Que en los últimos ocho años las autoridades hayan conocido de hechos delincuenciales en los que han participado cuando menos 15 mil 249 menores de edad, es una cifra que, hace ya un buen tiempo, debería haber puesto en alerta a las autoridades, y haber provocado la implementación casi que inmediata de acciones concretas tanto en la identificación de estos muchachos, como en su atención integral, no tanto de índole penal en correccionales que suelen agravar la situación, sino en la identificación de sus problemas y la implementación de las soluciones.
Los menores no deben ser considerados como simples delincuentes y pensar que se cumple con la sociedad al ejercer la obligación punitiva que le corresponde al Estado con remitirlos al sistema judicial y las correccionales que carecen del personal, los recursos y el enfoque necesario para recuperar y resocializar a estos jóvenes. La acción estatal que debe recaer sobre estos menores de edad es la de establecer sus condiciones de vida y trabajar intensamente en su dignificación, en primer lugar con sus propias familias, y en segundo lugar con su inserción en el sistema escolar, en el propósito de que encuentren en la educación la salida definitiva al mundo del delito en el que ahora se encuentran.
Las familias disfuncionales, el abandono, el abuso, la falta total de oportunidades en todo sentido, el ocio improductivo, la pobreza extrema, entre otras cosas, son realidades de vida para estos menores, de las que ellos no son responsables, sino víctimas, por lo que frente a ellos la sociedad debe hacer más bien un reconocimiento de su responsabilidad, en lugar de ejercer una presión extra y someterlos a la marginalidad, la violencia, el encierro, es decir, castigarlos por recurrir al mundo del delito al que, muchas veces sin otra opción, los lleva la misma sociedad.

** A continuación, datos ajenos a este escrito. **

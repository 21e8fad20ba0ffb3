//! Settings loading and hot-reloading.
//!
//! Settings are loaded from RON files in the `data/settings` directory. If multiple
//! RON files are present, the first successfully parsed `Settings` will be used.
//! If no RON files are found or if no parsing succeeds, default settings will be used.
use crate::ron_loader::{load_ron_files, setup_ron_watcher};
use crate::settings::Settings;
use bevy::log::{info, warn};
use bevy::prelude::{Res, ResMut, Resource};

/// Directory the binary loads and watches settings from.
pub const SETTINGS_DIR: &str = "data/settings";

#[derive(Resource)]
pub struct SettingsWatcher(pub crate::ron::RonWatcher);

/// Load settings from `path` (directory). If multiple `.ron` files are present
/// the first parsed `Settings` will be used. If none exist the `Default` is used.
///
/// # Example
/// ```ignore
/// let settings = load_settings_from_dir("data/settings");
/// ```
#[must_use]
pub fn load_settings_from_dir(path: &str) -> Settings {
    let items: Vec<Settings> = load_ron_files(path);
    items.into_iter().next().unwrap_or_else(Settings::default)
}

/// Create a watcher for the settings directory (hot-reload).
///
/// # Errors
/// Returns the `notify::Error` raised while creating or registering the watcher.
pub fn setup_settings_watcher(path: &str) -> Result<SettingsWatcher, notify::Error> {
    setup_ron_watcher(path).map(SettingsWatcher)
}

/// Check for changes and reload the settings resource when files change.
///
/// # Example
/// ```ignore
/// app.add_systems(Update, glider::settings::loader::check_settings_changes);
/// ```
#[allow(clippy::needless_pass_by_value)]
pub fn check_settings_changes(watcher: Res<SettingsWatcher>, mut settings: ResMut<Settings>) {
    let mut flag = match watcher.0.changed.lock() {
        Ok(flag) => flag,
        Err(poisoned) => {
            warn!("settings watcher mutex poisoned, recovering");
            poisoned.into_inner()
        }
    };
    if *flag {
        info!("settings changed, reloading from {SETTINGS_DIR}");
        *settings = load_settings_from_dir(SETTINGS_DIR);
        *flag = false;
    }
}

impl SettingsWatcher {
    #[must_use]
    pub fn stub() -> Self {
        SettingsWatcher(crate::ron::RonWatcher::stub())
    }
}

Cientos de miles de menores de edad en todas las ciudades del país viven hoy en medio de comunidades con niveles extremadamente altos de conflictividad, en las que todo tipo de ilegalidad termina siendo la más tentadora oferta que encuentran estos jóvenes, lo que, claro está, acorta drásticamente el camino hacia la delincuencia, el vicio, la cárcel o la muerte trágica y prematura. La sociedad y el Estado están en la obligación de atender con humanidad y determinación, y no con desprecio y represión a estos muchachos, y ofrecerles vías ciertas y posibles de salida hacia futuros prósperos, dignos y edificantes.